— EXTRACTED INFORMATION —
impl Netlist {
    pub fn new(name: impl Into<CompactString>, dbu_per_micron: f64) -> Netlist {
        let mut netlist = Netlist {
            name: name.into(),
            dbu_per_micron,
            ..Netlist::default()
        };
        // Cell 0: the top macro.
        netlist.cell_names.push(CompactString::new(""));
        netlist.cell_types.push(CompactString::new(""));
        netlist.cell_locations.push(None);
        netlist.cell2pins.push(Vec::new());
        netlist
    }

    /// Import a netlistdb database, attaching placement from the design
    /// sidecar. Hierarchical names are flattened.
    pub fn from_netlistdb(db: &NetlistDB, design: &DesignInfo) -> Netlist {
        let mut netlist = Netlist::new(CompactString::from(db.name.as_str()), design.dbu_per_micron);

        for netid in 0..db.num_nets {
            let name = CompactString::from(db.netnames[netid].dbg_fmt_pin());
            netlist.net_names.push(name.clone());
            netlist.net2pins.push(Vec::new());
            netlist.netname2id.insert(name, netid);
        }

        for cellid in 1..db.num_cells {
            let name = CompactString::from(db.cellnames[cellid].dbg_fmt_hier());
            let location = design
                .placement
                .get(name.as_str())
                .map(|&(x, y)| Point::new(x, y));
            netlist.cell_names.push(name.clone());
            netlist.cell_types.push(CompactString::from(db.celltypes[cellid].as_str()));
            netlist.cell_locations.push(location);
            netlist.cell2pins.push(Vec::new());
            netlist.cellname2id.insert(name, cellid);
        }

        for pinid in 0..db.num_pins {
            let cellid = db.pin2cell[pinid];
            let (_, port, idx) = &db.pinnames[pinid];
            let port_name = match idx {
                Some(i) => CompactString::from(format!("{}[{}]", port, i)),
                None => CompactString::from(port.as_str()),
            };
            let netid = db.pin2net[pinid];
            let location = if cellid == TOP_CELL {
                design
                    .port_locations
                    .get(port_name.as_str())
                    .map(|&(x, y)| Point::new(x, y))
            } else {
                None
            };
            netlist.pin2cell.push(cellid);
            netlist.pin_ports.push(port_name);
            netlist.pin2net.push(Some(netid));
            netlist.pindirect.push(db.pindirect[pinid].clone());
            netlist.pin_locations.push(location);
            netlist.cell2pins[cellid].push(pinid);
            netlist.net2pins[netid].push(pinid);
        }

        netlist
    }

    pub fn num_cells(&self) -> usize {
        self.cell_names.len()
    }

    pub fn num_pins(&self) -> usize {
        self.pin2cell.len()
    }

    pub fn num_nets(&self) -> usize {
        self.net_names.len()
    }

    pub fn dbu_to_meters(&self, dbu: i64) -> f64 {
        dbu as f64 / self.dbu_per_micron * 1e-6
    }

    pub fn find_net(&self, name: &str) -> Option<usize> {
        self.netname2id.get(name).copied()
    }

    pub fn find_instance(&self, name: &str) -> Option<usize> {
        self.cellname2id.get(name).copied()
    }

    pub fn is_top_port(&self, pin: usize) -> bool {
        self.pin2cell[pin] == TOP_CELL
    }

    /// Whether this pin drives its net: an output pin of a leaf instance,
    /// or a top-level input port (which drives inward).
    pub fn is_driver(&self, pin: usize) -> bool {
        if self.pin2cell[pin] == TOP_CELL {
            self.pindirect[pin] == Direction::I
        } else {
            self.pindirect[pin] == Direction::O
        }
    }

    pub fn drivers(&self, net: usize) -> impl Iterator<Item = usize> + '_ {
        self.net2pins[net]
            .iter()
            .copied()
            .filter(move |&p| self.is_driver(p))
    }

    pub fn loads(&self, net: usize) -> impl Iterator<Item = usize> + '_ {
        self.net2pins[net]
            .iter()
            .copied()
            .filter(move |&p| !self.is_driver(p))
    }

    /// Full path name of a pin: `instance/PORT`, or the bare port name for
    /// top-level ports.
    pub fn pin_full_name(&self, pin: usize) -> String {
        let cell = self.pin2cell[pin];
        if cell == TOP_CELL {
            self.pin_ports[pin].to_string()
        } else {
            format!("{}/{}", self.cell_names[cell], self.pin_ports[pin])
        }
    }

    /// Resolve the placed location of a pin: its own location for top
    /// ports, its cell's location otherwise.
    pub fn pin_location(&self, pin: usize) -> Option<Point> {
        if let Some(loc) = self.pin_locations[pin] {
            return Some(loc);
        }
        self.cell_locations[self.pin2cell[pin]]
    }

    pub fn pin_of_cell_port(&self, cell: usize, port: &str) -> Option<usize> {
        self.cell2pins[cell]
            .iter()
            .copied()
            .find(|&p| self.pin_ports[p] == port)
    }

    /// Create a new net in the top scope.
    pub fn make_net(&mut self, name: &str) -> Result<usize, String> {
        if self.netname2id.contains_key(name) {
            return Err(format!("net {} already exists", name));
        }
        let netid = self.net_names.len();
        let name = CompactString::from(name);
        self.net_names.push(name.clone());
        self.net2pins.push(Vec::new());
        self.netname2id.insert(name, netid);
        Ok(netid)
    }

    /// Create a new unplaced instance of a liberty cell with all pins
    /// unconnected.
    pub fn make_instance(&mut self, cell: &Cell, name: &str) -> Result<usize, String> {
        if self.cellname2id.contains_key(name) {
            return Err(format!("instance {} already exists", name));
        }
        let cellid = self.cell_names.len();
        let name = CompactString::from(name);
        self.cell_names.push(name.clone());
        self.cell_types.push(cell.name.clone());
        self.cell_locations.push(None);
        self.cell2pins.push(Vec::new());
        self.cellname2id.insert(name, cellid);
        for port in cell.ports.values() {
            let pinid = self.pin2cell.len();
            self.pin2cell.push(cellid);
            self.pin_ports.push(port.name.clone());
            self.pin2net.push(None);
            self.pindirect.push(match port.direction {
                PortDirection::Output => Direction::O,
                _ => Direction::I,
            });
            self.pin_locations.push(None);
            self.cell2pins[cellid].push(pinid);
        }
        Ok(cellid)
    }

    /// Create a top-level port: a pin on the top macro. An input port
    /// drives its net from outside; an output port loads it.
    pub fn make_top_port(
        &mut self,
        name: &str,
        direction: Direction,
        location: Option<Point>,
    ) -> Result<usize, String> {
        if self.cell2pins[TOP_CELL]
            .iter()
            .any(|&p| self.pin_ports[p] == name)
        {
            return Err(format!("port {} already exists", name));
        }
        let pin = self.pin2cell.len();
        self.pin2cell.push(TOP_CELL);
        self.pin_ports.push(CompactString::from(name));
        self.pin2net.push(None);
        self.pindirect.push(direction);
        self.pin_locations.push(location);
        self.cell2pins[TOP_CELL].push(pin);
        Ok(pin)
    }

    /// Connect an instance port to a net. Reconnecting a port to the net it
    /// is already on is a no-op; connecting a port bound to a different net
    /// is an error.
    pub fn connect_pin(&mut self, cell: usize, port: &str, net: usize) -> Result<usize, String> {
        let pin = self.pin_of_cell_port(cell, port).ok_or_else(|| {
            format!("no port {} on instance {}", port, self.cell_names[cell])
        })?;
        if net >= self.net_names.len() {
            return Err(format!("net id {} out of range", net));
        }
        match self.pin2net[pin] {
            Some(existing) if existing == net => Ok(pin),
            Some(existing) => Err(format!(
                "pin {} is already connected to {}",
                self.pin_full_name(pin),
                self.net_names[existing]
            )),
            None => {
                self.pin2net[pin] = Some(net);
                self.net2pins[net].push(pin);
                Ok(pin)
            }
        }
    }

    pub fn disconnect_pin(&mut self, pin: usize) {
        if let Some(net) = self.pin2net[pin].take() {
            self.net2pins[net].retain(|&p| p != pin);
        }
    }

    /// Rebind an instance to a different liberty cell. Net bindings are
    /// preserved by port name; the new cell must expose every bound port
    /// with the same direction.
    pub fn replace_cell(&mut self, cell: usize, new_cell: &Cell) -> Result<(), String> {
        if cell == TOP_CELL {
            return Err("cannot replace the top macro".to_string());
        }
        for &pin in &self.cell2pins[cell] {
            let port = new_cell.ports.get(self.pin_ports[pin].as_str()).ok_or_else(|| {
                format!(
                    "cell {} has no port {} bound on instance {}",
                    new_cell.name, self.pin_ports[pin], self.cell_names[cell]
                )
            })?;
            let new_dir = match port.direction {
                PortDirection::Output => Direction::O,
                _ => Direction::I,
            };
            if new_dir != self.pindirect[pin] {
                return Err(format!(
                    "port {} of cell {} changes direction on instance {}",
                    port.name, new_cell.name, self.cell_names[cell]
                ));
            }
        }
        if new_cell.ports.len() != self.cell2pins[cell].len() {
            return Err(format!(
                "cell {} port count differs from instance {}",
                new_cell.name, self.cell_names[cell]
            ));
        }
        self.cell_types[cell] = new_cell.name.clone();
        Ok(())
    }

    pub fn set_location(&mut self, cell: usize, location: Point) {
        self.cell_locations[cell] = Some(location);
    }

    /// Write the netlist back out as flat structural Verilog.
    pub fn to_structural_verilog(&self) -> String {
        fn esc(name: &str) -> String {
            let simple = !name.is_empty()
                && !name.as_bytes()[0].is_ascii_digit()
                && name
                    .bytes()
                    .all(|b| b.is_ascii_alphanumeric() || b == b'_' || b == b'$');
            if simple {
                name.to_string()
            } else {
                format!("\\{} ", name)
            }
        }

        let mut out = String::new();
        let top_pins = &self.cell2pins[TOP_CELL];
        let ports: Vec<String> = top_pins
            .iter()
            .map(|&p| esc(self.pin_ports[p].as_str()))
            .collect();
        out.push_str(&format!("module {} ({});\n", esc(&self.name), ports.join(", ")));
        for &pin in top_pins {
            let dir = match self.pindirect[pin] {
                Direction::I => "input",
                _ => "output",
            };
            out.push_str(&format!("  {} {};\n", dir, esc(self.pin_ports[pin].as_str())));
        }
        let port_names: std::collections::HashSet<&str> = top_pins
            .iter()
            .map(|&p| self.pin_ports[p].as_str())
            .collect();
        for name in &self.net_names {
            if !port_names.contains(name.as_str()) {
                out.push_str(&format!("  wire {};\n", esc(name.as_str())));
            }
        }
        for cell in 1..self.num_cells() {
            let conns: Vec<String> = self.cell2pins[cell]
                .iter()
                .filter_map(|&pin| {
                    let net = self.pin2net[pin]?;
                    Some(format!(
                        ".{}({})",
                        esc(self.pin_ports[pin].as_str()),
                        esc(self.net_names[net].as_str())
                    ))
                })
                .collect();
            out.push_str(&format!(
                "  {} {} ({});\n",
                esc(self.cell_types[cell].as_str()),
                esc(self.cell_names[cell].as_str()),
                conns.join(", ")
            ));
        }
        out.push_str("endmodule\n");
        out
    }
}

— TASK —
The line containing "netlist.net_names.push(name.clone());" marks the end. Please print exactly every line from the top of the data to it, both included, and nothing more.

— WRITTEN RESPONSE —
impl Netlist {
    pub fn new(name: impl Into<CompactString>, dbu_per_micron: f64) -> Netlist {
        let mut netlist = Netlist {
            name: name.into(),
            dbu_per_micron,
            ..Netlist::default()
        };
        // Cell 0: the top macro.
        netlist.cell_names.push(CompactString::new(""));
        netlist.cell_types.push(CompactString::new(""));
        netlist.cell_locations.push(None);
        netlist.cell2pins.push(Vec::new());
        netlist
    }

    /// Import a netlistdb database, attaching placement from the design
    /// sidecar. Hierarchical names are flattened.
    pub fn from_netlistdb(db: &NetlistDB, design: &DesignInfo) -> Netlist {
        let mut netlist = Netlist::new(CompactString::from(db.name.as_str()), design.dbu_per_micron);

        for netid in 0..db.num_nets {
            let name = CompactString::from(db.netnames[netid].dbg_fmt_pin());
            netlist.net_names.push(name.clone());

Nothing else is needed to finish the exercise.